A new discovery has been made in the fatal "Rust" shooting involving Alec Baldwin.
According to ABC News, which obtained a copy of the FBI's forensic report, the gun used on the New Mexico movie set could not have been fired without the trigger being pulled.
The FBI conducted an accidental discharge test and determined the gun used in the fatal shooting of cinematographer Halyna Hutchins "could not be made to fire without a pull of the trigger," the report stated, according to the outlet.
The test showed that when the 45 Colt caliber F.lli Pietta single-action revolver's hammer was in the quarter and half-cock positions, the gun would not fire without the trigger being pulled.
When the hammer was in the fully cocked position, the gun "could not be made to fire without a pull of the trigger while the working internal components were intact and functional," according to the outlet.
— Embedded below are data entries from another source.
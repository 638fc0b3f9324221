//! AgeCheck Webhook Receiver.
//!
//! This binary provides a small web server that:
//! - Accepts VerifyMyAge completion callbacks on /callback
//! - Stores every payload verbatim, in memory and in a JSON file
//! - Exposes the received history on /webhooks
//!
//! It is meant to sit behind a public tunnel (ngrok or similar) while a
//! batch submitted with `agecheck-submit` is processing.

use std::net::SocketAddr;

use anyhow::{Context, Result};
use tokio::{net::TcpListener, signal};
use tracing::info;
use tracing_subscriber::{fmt, layer::SubscriberExt, util::SubscriberInitExt, EnvFilter};

use agecheck::web::{router, AppState};
use agecheck::{CallbackStore, Config};

#[tokio::main]
async fn main() -> Result<()> {
    // Initialize structured JSON logging
    let filter = EnvFilter::try_from_default_env().unwrap_or_else(|_| EnvFilter::new("info"));

    tracing_subscriber::registry()
        .with(filter)
        .with(fmt::layer().json().flatten_event(true))
        .init();

    info!("webhook_server_starting");

    // Load configuration
    let config = Config::from_env();
    info!(
        port = config.webhook_port,
        callbacks_file = %config.callbacks_file,
        ngrok_domain = ?config.ngrok_domain,
        "config_loaded"
    );

    // Open the callback store, picking up history from a previous run
    let store = CallbackStore::open(config.callbacks_file.clone()).await;

    // Create application state and build the router
    let state = AppState::new(store);
    let app = router(state);

    // Bind to address
    let addr = SocketAddr::from(([0, 0, 0, 0], config.webhook_port));
    let listener = TcpListener::bind(addr)
        .await
        .context("Failed to bind to address")?;

    info!(address = %addr, "webhook_server_listening");

    // Run server with graceful shutdown
    axum::serve(listener, app)
        .with_graceful_shutdown(shutdown_signal())
        .await
        .context("Server error")?;

    info!("webhook_server_shutdown_complete");

    Ok(())
}

/// Create a future that completes when a shutdown signal is received.
async fn shutdown_signal() {
    let ctrl_c = async {
        signal::ctrl_c()
            .await
            .expect("Failed to install Ctrl+C handler");
    };

    #[cfg(unix)]
    let terminate = async {
        signal::unix::signal(signal::unix::SignalKind::terminate())
            .expect("Failed to install SIGTERM handler")
            .recv()
            .await;
    };

    #[cfg(not(unix))]
    let terminate = std::future::pending::<()>();

    tokio::select! {
        _ = ctrl_c => info!("Received SIGINT"),
        _ = terminate => info!("Received SIGTERM"),
    }

    info!("webhook_server_shutting_down");
}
In December, Baldwin, who was in possession of the firearm on set, told ABC News that he did not fire the weapon. "The trigger wasn't pulled," Baldwin said. "I didn't pull the trigger."
Nearly 10 months since the fatal "Rust" shooting, which resulted in Hutchins' death, the Santa Fe Sheriff's Office has received the full forensic report from the FBI.
According to a press release, the Santa Fe Sheriffs' detectives received the FBI's completed forensic reports on Aug. 2. They were then forwarded to the New Mexico Office of the Medical Investigator (OMI) "for review."
"The OMI had advised the Sheriff's Office that they required these forensic reports to finalize their investigation," the release reads. The sheriff's office received the "official OMI reports" on Wednesday.
Per the release, detectives with the homicide and computer crimes unit at the Suffolk County Police Department in New York are still actively assisting the Santa Fe Sheriffs' office in obtaining and processing Alec Baldwin’s phone records.
"The District Attorney’s office has been working with Suffolk County PD, and Baldwin’s lawyer to acquire the phone records," Santa Fe County Sheriff Adan Mendoza said. "Once Suffolk County PD completes its agency assist and sends those records to New Mexico law enforcement, our detectives will need to then thoroughly review those phone records for evidentiary purposes."
Once the phone records are obtained, as well as the official OMI and forensic reports are reviewed, the Santa Fe Sheriff's investigative case will be sent to the district attorney for review and ultimately final charging decisions.